Also, I recommend the meditation on original sin grounded in this verse as found in James Morgan's _The Penitent: An Exposition of the Fifty-First Psalm_, which is very rich.


----------



## reformedcop (Jul 29, 2008)

> Also, I recommend the meditation on original sin grounded in this verse as found in James Morgan's _The Penitent: An Exposition of the Fifty-First Psalm_, which is very rich.



Thanks Andrew ... This looks great! I also plan on checking out Spurgeon's _Treasury of David_ tonight as well.


----------



## VirginiaHuguenot (Jul 29, 2008)

reformedcop said:


> > Also, I recommend the meditation on original sin grounded in this verse as found in James Morgan's _The Penitent: An Exposition of the Fifty-First Psalm_, which is very rich.
> 
> 
> 
> Thanks Andrew ... This looks great! I also plan on checking out Spurgeon's _Treasury of David_ tonight as well.



You're very welcome. I love Spurgeon's _Treasury of David_; it is a gold mine. You can read that selection online here. 

One another meditation on this Psalm by Richard Baker which is worth reading is found here:

Links and Downloads Manager - Old Testament - Meditations and disquisitions upon the first psalm; the penitential psalms; and seven consolatory psalms -- Richard Baker - The PuritanBoard


----------



## VirginiaHuguenot (Jul 29, 2008)

This may be information overload but here are a couple more resources. 

First, Francis Turretin's proof of original sin based on Psalm 51.5 as found in the _Institutes of Elenctic Theology_, Vol. 1, pp. 632-633:



> *From Ps. 51:5*
> 
> X. Fourth, from Ps. 51:5 -- "Behold, I was shapen in iniquity, and in sin did my mother conceive me." David, by ascending from the consideration of actual sin committed by him to the first taint of evil, confesses before God that he was corrupt even from the womb and inclined to sin. Hence an invincible argument flows for original sin. One conceived in iniquity and nourished in sin cannot be without original sin. Nor does what Volkelius urges here with his associates (to escape the force of this passage) avail: either that David does not speak here of men in general, but only of himself; nor simply, but in reference to his fall. We answer that although he speaks of himself, why can it not be extended to others in the same condition who are in a similar manner conceived and born (as his birth was common to him with others, so also his native corruption)? Yea (from the greater) if David, a man after God's heart, was conceived in sin, how much more others? Or he speaks not of his own original sin, but of the actual sin, either of his parents in common or principally of his mother in particular. We answer that it is certain that David makes confession of his own sin (whose pardon he seeks for himself, not of another's sin) as the whole connection clearly demonstrates (which would be entirely destroyed, if a leap was made to another's sin). Besides that, it is falsely supposed that his parents sinned in his generation (as if he were born in unlawful wedlock). Nor can the words be so distorted. The verb _chvllthy_ ("I was conceived") cannot be referred to the parents' act of begetting, but to the formation of the begotten body in the womb. _Ychmthy_ does not signify "to beget" or "to conceive" (which belongs to both parents), but "to be made warm" and "to be cherished" (which refers to the fetus already formed and warmed in sin).

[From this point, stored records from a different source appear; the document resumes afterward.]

//! Catalog object models.
//!
//! These types describe what introspection returns: schemas, tables,
//! columns, indexes and the statistics attached to them. Every dialect
//! adapter maps its catalog rows into these shapes, so the fields carry the
//! union of what the four engines can report; anything a dialect cannot
//! provide stays `None`.

use chrono::{DateTime, Utc};
use serde::{Deserialize, Serialize};
use serde_json::{Map, Value as JsonValue};

/// A schema (namespace) on the server.
#[derive(Debug, Clone, Serialize, Deserialize)]
pub struct SchemaInfo {
    pub name: String,
    #[serde(skip_serializing_if = "Option::is_none")]
    pub owner: Option<String>,
    #[serde(skip_serializing_if = "Option::is_none")]
    pub default_charset: Option<String>,
    #[serde(skip_serializing_if = "Option::is_none")]
    pub default_collation: Option<String>,
}

impl SchemaInfo {
    /// Create a schema entry with just a name.
    pub fn new(name: impl Into<String>) -> Self {
        Self {
            name: name.into(),
            owner: None,
            default_charset: None,
            default_collation: None,
        }
    }

    /// Set the owner.
    pub fn with_owner(mut self, owner: impl Into<String>) -> Self {
        self.owner = Some(owner.into());
        self
    }
}

/// Kind of relation a table entry describes.
#[derive(Debug, Clone, Copy, PartialEq, Eq, Serialize, Deserialize)]
pub enum TableType {
    #[serde(rename = "TABLE")]
    Table,
    #[serde(rename = "VIEW")]
    View,
    #[serde(rename = "SYSTEM TABLE")]
    SystemTable,
}

impl TableType {
    /// Parse a catalog type string. Unknown strings map to `Table`.
    pub fn parse(s: &str) -> Self {
        match s.trim().to_uppercase().as_str() {
            "VIEW" | "V" => Self::View,
            "SYSTEM TABLE" | "SYSTEM VIEW" | "S" => Self::SystemTable,
            _ => Self::Table,
        }
    }
}

impl std::fmt::Display for TableType {
    fn fmt(&self, f: &mut std::fmt::Formatter<'_>) -> std::fmt::Result {
        let s = match self {
            Self::Table => "TABLE",
            Self::View => "VIEW",
            Self::SystemTable => "SYSTEM TABLE",
        };
        write!(f, "{}", s)
    }
}

/// A table or view, with whatever statistics the catalog reported.
#[derive(Debug, Clone, Serialize, Deserialize)]
pub struct TableInfo {
    pub name: String,
    pub schema: String,
    pub table_type: TableType,
    #[serde(skip_serializing_if = "Option::is_none")]
    pub row_count: Option<u64>,
    /// Bytes (excluding indexes)
    #[serde(skip_serializing_if = "Option::is_none")]
    pub data_size: Option<u64>,
    /// Bytes
    #[serde(skip_serializing_if = "Option::is_none")]
    pub index_size: Option<u64>,
    /// Bytes (data + indexes)
    #[serde(skip_serializing_if = "Option::is_none")]
    pub total_size: Option<u64>,
    #[serde(skip_serializing_if = "Option::is_none")]
    pub created: Option<DateTime<Utc>>,
    #[serde(skip_serializing_if = "Option::is_none")]
    pub modified: Option<DateTime<Utc>>,
    #[serde(skip_serializing_if = "Option::is_none")]
    pub comment: Option<String>,
}

impl TableInfo {
    /// Create a new table entry.
    pub fn new(name: impl Into<String>, schema: impl Into<String>) -> Self {
        Self {
            name: name.into(),
            schema: schema.into(),
            table_type: TableType::Table,
            row_count: None,
            data_size: None,
            index_size: None,
            total_size: None,
            created: None,
            modified: None,
            comment: None,
        }
    }

    /// Set the table type.
    pub fn with_type(mut self, table_type: TableType) -> Self {
        self.table_type = table_type;
        self
    }

    /// Set the estimated row count.
    pub fn with_row_count(mut self, row_count: u64) -> Self {
        self.row_count = Some(row_count);
        self
    }

    /// Set the comment.
    pub fn with_comment(mut self, comment: impl Into<String>) -> Self {
        self.comment = Some(comment.into());
        self
    }
}

/// One column of a table.
#[derive(Debug, Clone, Serialize, Deserialize)]
pub struct ColumnInfo {
    pub name: String,
    /// Raw catalog type name (e.g. `varchar`, `NUMBER`, `nvarchar`)
    pub data_type: String,
    /// Declared length for sized character/binary types
    #[serde(skip_serializing_if = "Option::is_none")]
    pub max_length: Option<i64>,
    #[serde(skip_serializing_if = "Option::is_none")]
    pub precision: Option<u32>,
    #[serde(skip_serializing_if = "Option::is_none")]
    pub scale: Option<u32>,
    pub is_nullable: bool,
    /// Default expression as the catalog stores it
    #[serde(skip_serializing_if = "Option::is_none")]
    pub default_value: Option<String>,
    pub is_primary_key: bool,
    pub is_unique: bool,
    pub is_identity: bool,
    #[serde(skip_serializing_if = "Option::is_none")]
    pub identity_seed: Option<i64>,
    #[serde(skip_serializing_if = "Option::is_none")]
    pub identity_increment: Option<i64>,
    #[serde(skip_serializing_if = "Option::is_none")]
    pub comment: Option<String>,
    /// 1-based position within the table
    pub ordinal_position: u32,
}

impl ColumnInfo {
    /// Create a column with the given name and type.
    pub fn new(name: impl Into<String>, data_type: impl Into<String>) -> Self {
        Self {
            name: name.into(),
            data_type: data_type.into(),
            max_length: None,
            precision: None,
            scale: None,
            is_nullable: true,
            default_value: None,
            is_primary_key: false,
            is_unique: false,
            is_identity: false,
            identity_seed: None,
            identity_increment: None,
            comment: None,
            ordinal_position: 0,
        }
    }

    /// Set the maximum length.
    pub fn with_max_length(mut self, len: i64) -> Self {
        self.max_length = Some(len);
        self
    }

    /// Set precision and scale.
    pub fn with_precision(mut self, precision: u32, scale: u32) -> Self {
        self.precision = Some(precision);
        self.scale = Some(scale);
        self
    }

    /// Set nullability.
    pub fn nullable(mut self, nullable: bool) -> Self {
        self.is_nullable = nullable;
        self
    }

    /// Mark this column as part of the primary key.
    pub fn primary_key(mut self) -> Self {
        self.is_primary_key = true;
        self.is_nullable = false;
        self
    }

    /// Mark this column as identity / auto-increment.
    pub fn identity(mut self) -> Self {
        self.is_identity = true;
        self
    }

    /// Set the default expression.
    pub fn with_default(mut self, default: impl Into<String>) -> Self {
        self.default_value = Some(default.into());
        self
    }

    /// Set the comment.
    pub fn with_comment(mut self, comment: impl Into<String>) -> Self {
        self.comment = Some(comment.into());
        self
    }

    /// Set the ordinal position.
    pub fn at_position(mut self, ordinal: u32) -> Self {
        self.ordinal_position = ordinal;
        self
    }
}

/// Kind of index. Catalog strings outside this set fall back to `Index`.
#[derive(Debug, Clone, Copy, PartialEq, Eq, Serialize, Deserialize)]
#[serde(rename_all = "UPPERCASE")]
pub enum IndexType {
    Primary,
    Unique,
    Index,
    Fulltext,
    Spatial,
    Bitmap,
}

impl IndexType {
    /// Parse a catalog index-type string.
    pub fn parse(s: &str) -> Self {
        match s.trim().to_uppercase().as_str() {
            "PRIMARY" => Self::Primary,
            "UNIQUE" => Self::Unique,
            "FULLTEXT" => Self::Fulltext,
            "SPATIAL" => Self::Spatial,
            "BITMAP" => Self::Bitmap,
            _ => Self::Index,
        }
    }
}

impl std::fmt::Display for IndexType {
    fn fmt(&self, f: &mut std::fmt::Formatter<'_>) -> std::fmt::Result {
        let s = match self {
            Self::Primary => "PRIMARY",
            Self::Unique => "UNIQUE",
            Self::Index => "INDEX",
            Self::Fulltext => "FULLTEXT",
            Self::Spatial => "SPATIAL",
            Self::Bitmap => "BITMAP",
        };
        write!(f, "{}", s)
    }
}

/// An index with its columns in key order.
#[derive(Debug, Clone, Serialize, Deserialize)]
pub struct IndexInfo {
    pub name: String,
    pub table_name: String,
    pub schema_name: String,
    pub index_type: IndexType,
    /// Column names ordered by their position in the key
    pub columns: Vec<String>,
    pub is_unique: bool,
    pub is_primary: bool,
    #[serde(skip_serializing_if = "Option::is_none")]
    pub is_clustered: Option<bool>,
    #[serde(skip_serializing_if = "Option::is_none")]
    pub cardinality: Option<u64>,
    /// Index size in bytes
    #[serde(skip_serializing_if = "Option::is_none")]
    pub size: Option<u64>,
    #[serde(skip_serializing_if = "Option::is_none")]
    pub comment: Option<String>,
}

impl IndexInfo {
    /// Create an index entry.
    pub fn new(
        name: impl Into<String>,
        table_name: impl Into<String>,
        schema_name: impl Into<String>,
    ) -> Self {
        Self {
            name: name.into(),
            table_name: table_name.into(),
            schema_name: schema_name.into(),
            index_type: IndexType::Index,
            columns: Vec::new(),
            is_unique: false,
            is_primary: false,
            is_clustered: None,
            cardinality: None,
            size: None,
            comment: None,
        }
    }

    /// Set the index type, updating the derived flags.
    pub fn with_type(mut self, index_type: IndexType) -> Self {
        self.index_type = index_type;
        if index_type == IndexType::Primary {
            self.is_primary = true;
            self.is_unique = true;
        } else if index_type == IndexType::Unique {
            self.is_unique = true;
        }
        self
    }

    /// Set the column list.
    pub fn with_columns(mut self, columns: Vec<String>) -> Self {
        self.columns = columns;
        self
    }
}

/// Statistics for a single table.
#[derive(Debug, Clone, Serialize, Deserialize)]
pub struct TableStats {
    pub table_name: String,
    pub schema_name: String,
    pub row_count: u64,
    pub data_size: u64,
    pub index_size: u64,
    pub total_size: u64,
    #[serde(skip_serializing_if = "Option::is_none")]
    pub avg_row_length: Option<u64>,
    #[serde(skip_serializing_if = "Option::is_none")]
    pub last_analyzed: Option<DateTime<Utc>>,
    /// Next auto-increment / identity value, where the engine exposes one
    #[serde(skip_serializing_if = "Option::is_none")]
    pub auto_increment: Option<u64>,
}

/// Server-wide statistics in a dialect-independent shape.
#[derive(Debug, Clone, Default, Serialize, Deserialize)]
pub struct ServerStats {
    /// Seconds since server start
    pub uptime_secs: u64,
    pub version: String,
    pub current_connections: u64,
    pub max_connections: u64,
    pub total_queries: u64,
    pub slow_queries: u64,
    pub bytes_received: u64,
    pub bytes_sent: u64,
    #[serde(skip_serializing_if = "Option::is_none")]
    pub threads_running: Option<u64>,
    /// Raw name/value metrics the transform did not fold into a field
    #[serde(default, skip_serializing_if = "Map::is_empty")]
    pub additional: Map<String, JsonValue>,
}

#[cfg(test)]
mod tests {
    use super::*;

    #[test]
    fn test_table_type_parse() {
        assert_eq!(TableType::parse("VIEW"), TableType::View);
        assert_eq!(TableType::parse("view"), TableType::View);
        assert_eq!(TableType::parse("BASE TABLE"), TableType::Table);
        assert_eq!(TableType::parse("SYSTEM TABLE"), TableType::SystemTable);
        assert_eq!(TableType::parse("whatever"), TableType::Table);
    }

    #[test]
    fn test_table_type_display() {
        assert_eq!(TableType::SystemTable.to_string(), "SYSTEM TABLE");
        assert_eq!(TableType::Table.to_string(), "TABLE");
    }

    #[test]
    fn test_index_type_parse_fallback() {
        assert_eq!(IndexType::parse("PRIMARY"), IndexType::Primary);
        assert_eq!(IndexType::parse("bitmap"), IndexType::Bitmap);
        assert_eq!(IndexType::parse("XML"), IndexType::Index);
        assert_eq!(IndexType::parse("COLUMNSTORE"), IndexType::Index);
    }

    #[test]
    fn test_index_with_type_sets_flags() {
        let idx = IndexInfo::new("pk_orders", "orders", "shop").with_type(IndexType::Primary);
        assert!(idx.is_primary);
        assert!(idx.is_unique);

        let idx = IndexInfo::new("uq_email", "users", "app").with_type(IndexType::Unique);
        assert!(!idx.is_primary);
        assert!(idx.is_unique);
    }

    #[test]
    fn test_column_builder() {
        let col = ColumnInfo::new("id", "int")
            .primary_key()
            .identity()
            .at_position(1);
        assert!(col.is_primary_key);
        assert!(col.is_identity);
        assert!(!col.is_nullable);
        assert_eq!(col.ordinal_position, 1);
    }

    #[test]
    fn test_optional_fields_skipped_in_json() {
        let table = TableInfo::new("orders", "shop");
        let json = serde_json::to_string(&table).unwrap();
        assert!(!json.contains("row_count"));
        assert!(!json.contains("comment"));
        assert!(json.contains("\"table_type\":\"TABLE\""));
    }
}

Then also, see David Clarkson's exposition of the doctrine of original sin based on Psalm 51.5 as found in Volume 1 of his works starting at p. 3:

Links and Downloads Manager - Educational Links - The Practical Works of David Clarkson Online - The PuritanBoard


----------



## reformedcop (Jul 29, 2008)

No way ... The more the better. 

I was reading the Turretin that you quoted from his Institutes last night (one of my better purchases ). It's very helpful to kick these things around with the saints as well. Thanks again.


----------



## reformedcop (Jul 30, 2008)

Not to , but can someone more familiar with Hebrew then me help me with this portion of Turretin's proof:



> Nor can the words be so distorted. The verb _chvllthy_ ("I was conceived") cannot be referred to the parents' act of begetting, but to the formation of the begotten body in the womb. _Ychmthy_ does not signify "to beget" or "to conceive" (which belongs to both parents), but "to be made warm" and "to be cherished" (which refers to the fetus already formed and warmed in sin).



Is _chvllthy_ Strong's 2342 and is _Ychmthy_ Strong's 3179? 

2342
Meaning: to whirl, dance, writhe

3179 ~x;y" yacham {yaw-kham'} 
Meaning: 1) to be hot, conceive 1a) (Qal) 1a1) to be hot, become hot 1a2) to mate (of animals) 1a3) to be or become hot (fig. of anger) 1b) (Piel) 1b1) to conceive (sexually) 1b2) to be in heat (of animals) 

Is there something about the construction here that I am missing? Why can't this be referring to the act of begetting?

Thanks


----------



## Contra_Mundum (Jul 30, 2008)

I think the author's point is, that "conception" isn't really focused on sexual activity, but on the product of it. Mothers conceive children. Parents together conceive. Fathers, alone?... not exactly.

Make sense?


----------



## reformedcop (Jul 30, 2008)

Yes, this makes sense. 

So, since the text does _not_ say, "In sin did my mother _and father_ conceive me" ... The text is probably speaking of an already formed fetus?


----------



## Contra_Mundum (Jul 30, 2008)

The question for us is what is David thinking of. He's just not thinking about two parents making a baby, per se. Therefore, these Pelagians don't even have any kind of leg to stand on. David is thinking of the mystery of that new person, in the womb, at any stage of its conception or development (conception has a beginning, but the whole process to separation and birth is all conception).

He comes forth from him mother in iniquity, that is his character to begin with. And the makings of that sinful child was not at the moment of birth, perhaps an instant product of the new environment. No, but even in the womb (at whatever point) he was a sinner.


----------



## reformedcop (Jul 30, 2008)

Thanks for your time Rev. Buchanan.


----------